Audits of women who have been in this position show that cervical cytology can miss the diagnosis even in those with high-grade disease.  Thankfully, HPV screening, which is a much more accurate test and which will be introduced in the near future will hopefully diagnose most of these women at an earlier stage. 

It was interesting at the recent meeting of the BSCCP (British Society for Colposcopy and Cervical Pathology) meeting in Nottingham to listen to a number of presentations relating to pre-cancer in pregnancy. The presentation by Dr Faiza Gaba and colleagues from Aberdeen noted that the rush to perform more conservative cervical excisions for CIN, so as to avoid an increase in premature labour in subsequent pregnancy, has not surprisingly led to the discovery of a significant residual high-grade CIN because of incomplete excision. Dr Gaba ended the presentation by saying “it appears we are being cautious in over excising high-grade CIN to prevent pre-term labour whilst leaving behind persistent disease.” 

In another presentation from Guys and St Thomas’s hospital in London, Dr Gulnaz Majeed noted that 20% of women having mid-trimester miscarriages and 21% of pre-term labour women have an associated cervical abnormality (Low SIL/High SIL). We have known for a  number of years that women with CIN having increased risk of pre-term labour and the argument has been that there is an inherent problem in the cervix related to possible lifestyle changes such as smoking, alcohol and malnutrition that lead to problems in the collagen and fibrous tissue of the cervix. It is these lifestyle changes that also put the woman at risk for CIN. 
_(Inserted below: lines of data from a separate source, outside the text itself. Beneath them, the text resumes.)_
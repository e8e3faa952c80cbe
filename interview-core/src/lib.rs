//! Contract-first interview question generation and answer grading.
//!
//! A [`TextGenerator`](generator::TextGenerator) produces free text; the
//! [`InterviewPipeline`](pipeline::InterviewPipeline) extracts a JSON object
//! from it, validates it against a strict contract, and asks for a repair when
//! validation fails, within a bounded number of attempts.

pub mod contracts;
pub mod extract;
pub mod generator;
pub mod pipeline;
pub mod prompts;
pub mod schema;

/// Common traits and types for ergonomic usage of the pipeline.
pub mod prelude {
    pub use crate::contracts::{
        validate, Contract, ContractError, ContractKind, Evaluation, EvaluationRequest, Question,
        QuestionRequest, QuestionType, Style, Track,
    };
    pub use crate::generator::{GenerationRequest, ProviderError, TextGenerator};
    pub use crate::pipeline::{InterviewPipeline, PipelineConfig, PipelineError};
    pub use crate::prompts::{FsPromptStore, PromptStore};
}
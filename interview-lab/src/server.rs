//! HTTP surface over the pipeline.
//!
//! - `GET /healthz`
//! - `POST /generate-question`
//! - `POST /evaluate-answer`
//! - `GET /schemas/{name}`

use std::net::SocketAddr;
use std::sync::Arc;

use axum::{
    extract::{Path, State},
    http::StatusCode,
    response::{IntoResponse, Response},
    routing::{get, post},
    Json, Router,
};
use interview_core::contracts::{EvaluationRequest, QuestionRequest};
use interview_core::generator::TextGenerator;
use interview_core::pipeline::{InterviewPipeline, PipelineError};
use interview_core::prompts::FsPromptStore;
use interview_core::schema::Document;
use serde_json::{json, Value};
use tokio::sync::OnceCell;

use crate::adapters::gemini::GeminiGenerator;
use crate::config::LabConfig;
use crate::errors::LabError;

/// The pipeline as shared by every handler.
pub type SharedPipeline = Arc<InterviewPipeline<Arc<dyn TextGenerator>>>;

type PipelineFactory = dyn Fn() -> Result<SharedPipeline, LabError> + Send + Sync;

/// Handler state: a lazily built, process-lifetime pipeline.
#[derive(Clone)]
pub struct AppState {
    pipeline: Arc<OnceCell<SharedPipeline>>,
    factory: Arc<PipelineFactory>,
}

impl AppState {
    /// State whose pipeline is built by `factory` on the first request that
    /// needs it. A failed build is retried by the next request.
    pub fn new(
        factory: impl Fn() -> Result<SharedPipeline, LabError> + Send + Sync + 'static,
    ) -> Self {
        Self {
            pipeline: Arc::new(OnceCell::new()),
            factory: Arc::new(factory),
        }
    }

    /// State backed by Gemini and the prompt directory from `config`.
    #[must_use]
    pub fn from_config(config: LabConfig) -> Self {
        Self::new(move || {
            let generator: Arc<dyn TextGenerator> = Arc::new(GeminiGenerator::from_env()?);
            let pipeline = InterviewPipeline::new(
                generator,
                FsPromptStore::new(config.prompts_dir.clone()),
                config.pipeline_config(),
            )?;
            tracing::info!(
                event = "pipeline_ready",
                prompts_dir = %config.prompts_dir.display(),
                max_attempts = config.max_attempts,
                "pipeline_ready"
            );
            Ok(Arc::new(pipeline))
        })
    }

    /// The pipeline, building it on first use.
    ///
    /// # Errors
    ///
    /// Returns whatever the factory failed with.
    pub async fn pipeline(&self) -> Result<SharedPipeline, LabError> {
        self.pipeline
            .get_or_try_init(|| async { (self.factory)() })
            .await
            .map(Arc::clone)
    }
}

impl std::fmt::Debug for AppState {
    fn fmt(&self, f: &mut std::fmt::Formatter<'_>) -> std::fmt::Result {
        f.debug_struct("AppState")
            .field("initialized", &self.pipeline.initialized())
            .finish_non_exhaustive()
    }
}

/// Builds the router.
pub fn router(state: AppState) -> Router {
    Router::new()
        .route("/healthz", get(healthz))
        .route("/generate-question", post(generate_question))
        .route("/evaluate-answer", post(evaluate_answer))
        .route("/schemas/:name", get(schema_document))
        .with_state(state)
}

/// Serves `router(state)` on `addr` until the process stops.
///
/// # Errors
///
/// Returns the I/O error of binding or serving.
pub async fn serve(addr: SocketAddr, state: AppState) -> std::io::Result<()> {
    let listener = tokio::net::TcpListener::bind(addr).await?;
    tracing::info!(event = "server_listening", addr = %listener.local_addr()?, "server_listening");
    axum::serve(listener, router(state)).await
}

async fn healthz() -> Json<Value> {
    Json(json!({"status": "ok"}))
}

async fn generate_question(
    State(state): State<AppState>,
    Json(body): Json<Value>,
) -> Result<Json<Value>, LabError> {
    let request = QuestionRequest::from_value(&body)?;
    let question = state.pipeline().await?.generate_question(&request).await?;
    Ok(Json(json!(question)))
}

async fn evaluate_answer(
    State(state): State<AppState>,
    Json(body): Json<Value>,
) -> Result<Json<Value>, LabError> {
    let request = EvaluationRequest::from_value(&body)?;
    let evaluation = state.pipeline().await?.evaluate_answer(&request).await?;
    Ok(Json(json!(evaluation)))
}

async fn schema_document(Path(name): Path<String>) -> Result<Json<Value>, LabError> {
    Document::from_slug(&name)
        .map(|doc| Json(doc.render()))
        .ok_or(LabError::UnknownSchema(name))
}

impl IntoResponse for LabError {
    fn into_response(self) -> Response {
        let status = match &self {
            Self::BadRequest(_) => StatusCode::BAD_REQUEST,
            Self::UnknownSchema(_) => StatusCode::NOT_FOUND,
            Self::Pipeline(err) if err.is_upstream() => StatusCode::BAD_GATEWAY,
            Self::Config(_) | Self::Gemini(_) | Self::Pipeline(_) | Self::Schema(_) => {
                StatusCode::INTERNAL_SERVER_ERROR
            }
        };

        let mut body = json!({"error": self.to_string()});
        match &self {
            Self::BadRequest(err) => {
                body["violations"] = json!(err.violations().unwrap_or_default());
            }
            Self::Pipeline(PipelineError::Exhausted { attempts, .. }) => {
                body["attempts"] = json!(attempts);
            }
            _ => {}
        }

        if status.is_server_error() {
            tracing::error!(event = "request_failed", status = status.as_u16(), error = %self, "request_failed");
        } else {
            tracing::warn!(event = "request_rejected", status = status.as_u16(), error = %self, "request_rejected");
        }
        (status, Json(body)).into_response()
    }
}
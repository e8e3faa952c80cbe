//! Strictly validated contract shapes for generated questions and evaluations.
//!
//! Every contract is built from an untyped JSON object in three layers:
//!
//! 1. Shape: the input must be an object with no undeclared keys.
//! 2. Field rules: the published schema document of the contract, run over
//!    the input as received. Every failure is reported. Enumerated values
//!    must match exactly; other strings are trimmed once the rules pass.
//! 3. Cross-field rules: business policy, only evaluated once layer 2 is clean.

pub mod error;
pub mod evaluation;
pub mod question;
pub mod request;
pub mod rules;

use std::fmt;

use schemars::JsonSchema;
use serde::{Deserialize, Serialize};
use serde_json::Value;

pub use error::{ContractError, ShapeError, ValidationError};
pub use evaluation::Evaluation;
pub use question::{CodingLanguage, CodingPayload, Question};
pub use request::{EvaluationRequest, QuestionPayload, QuestionRequest};
pub use rules::{Rule, Violation};

/// Interview lane taxonomy.
#[derive(Debug, Clone, Copy, PartialEq, Eq, Hash, Serialize, Deserialize, JsonSchema)]
#[serde(rename_all = "lowercase")]
pub enum Track {
    /// Machine learning and applied AI.
    Ai,
    /// Server-side engineering.
    Backend,
    /// Client-side engineering.
    Frontend,
}

impl Track {
    /// Wire value.
    #[must_use]
    pub const fn as_str(self) -> &'static str {
        match self {
            Self::Ai => "ai",
            Self::Backend => "backend",
            Self::Frontend => "frontend",
        }
    }
}

impl fmt::Display for Track {
    fn fmt(&self, f: &mut fmt::Formatter<'_>) -> fmt::Result {
        f.write_str(self.as_str())
    }
}

/// Question mode; decides whether a coding payload must be attached.
#[derive(Debug, Clone, Copy, PartialEq, Eq, Hash, Serialize, Deserialize, JsonSchema)]
#[serde(rename_all = "lowercase")]
pub enum QuestionType {
    /// Conceptual question, no coding payload.
    Theory,
    /// Hands-on exercise with a coding payload.
    Coding,
}

impl QuestionType {
    /// Wire value.
    #[must_use]
    pub const fn as_str(self) -> &'static str {
        match self {
            Self::Theory => "theory",
            Self::Coding => "coding",
        }
    }
}

impl fmt::Display for QuestionType {
    fn fmt(&self, f: &mut fmt::Formatter<'_>) -> fmt::Result {
        f.write_str(self.as_str())
    }
}

/// Tone requested for a generated question.
#[derive(Debug, Clone, Copy, PartialEq, Eq, Hash, Serialize, Deserialize, JsonSchema)]
#[serde(rename_all = "lowercase")]
pub enum Style {
    /// Formal, exacting tone.
    Strict,
    /// Encouraging tone.
    Friendly,
}

impl Style {
    /// Wire value.
    #[must_use]
    pub const fn as_str(self) -> &'static str {
        match self {
            Self::Strict => "strict",
            Self::Friendly => "friendly",
        }
    }
}

/// Which contract a pipeline run targets.
#[derive(Debug, Clone, Copy, PartialEq, Eq, Hash, Serialize)]
#[serde(rename_all = "lowercase")]
pub enum ContractKind {
    /// [`Question`].
    Question,
    /// [`Evaluation`].
    Evaluation,
}

impl ContractKind {
    /// Target name used in logs and errors.
    #[must_use]
    pub const fn target(self) -> &'static str {
        match self {
            Self::Question => "question",
            Self::Evaluation => "evaluation",
        }
    }

    /// Schema name handed to the repair stage.
    #[must_use]
    pub const fn schema_name(self) -> &'static str {
        match self {
            Self::Question => "QuestionJSON",
            Self::Evaluation => "EvaluationJSON",
        }
    }
}

impl fmt::Display for ContractKind {
    fn fmt(&self, f: &mut fmt::Formatter<'_>) -> fmt::Result {
        f.write_str(self.target())
    }
}

/// A shape that can only be obtained by passing validation.
pub trait Contract: Sized + Serialize + Send + 'static {
    /// Which contract this is.
    const KIND: ContractKind;

    /// Validates an untyped JSON value into the contract.
    ///
    /// # Errors
    ///
    /// Returns [`ContractError::Shape`] when `raw` is not an object or has
    /// undeclared keys, and [`ContractError::Validation`] listing every broken
    /// field-level rule, or every broken cross-field rule once fields are clean.
    fn from_value(raw: &Value) -> Result<Self, ContractError>;
}

/// Output of [`validate`].
#[derive(Debug, Clone, PartialEq, Eq, Serialize)]
#[serde(untagged)]
pub enum ValidatedContract {
    /// A validated question.
    Question(Question),
    /// A validated evaluation.
    Evaluation(Evaluation),
}

/// Validates `raw` against the contract selected by `kind`.
///
/// # Errors
///
/// See [`Contract::from_value`].
pub fn validate(kind: ContractKind, raw: &Value) -> Result<ValidatedContract, ContractError> {
    match kind {
        ContractKind::Question => Question::from_value(raw).map(ValidatedContract::Question),
        ContractKind::Evaluation => Evaluation::from_value(raw).map(ValidatedContract::Evaluation),
    }
}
It seems from these observations that the simple removal of a large amount of cervical tissue during and excisional procedure may not be the primary cause of this increase in pre-term labour. It may indeed be in relation to lifestyle changes as mentioned above. However, another paper at the meeting from Maria Kyrgiou’s team (presented by Anita Mitra) who have been studying this problem for a number of years, looked specifically at the presence of certain vaginal organisms (Lactobacillus) which play an important role in the prevention of urogenital disease and infections and are called the vaginal microbiome system. They showed that “women with CIN have a more diverse Lactobacillus-depleted vaginal microbiome system, compared to normal women”. They suggest this indicates that an abnormal microbiome may be involved in HPV persistence and may play a role in carcinogenesis. Obviously more work needs to be done in this field.

The answer to this problem of increased preterm labour in these women is not a simple one of just the removal of a large amount of cervical tissue when CIN is treated.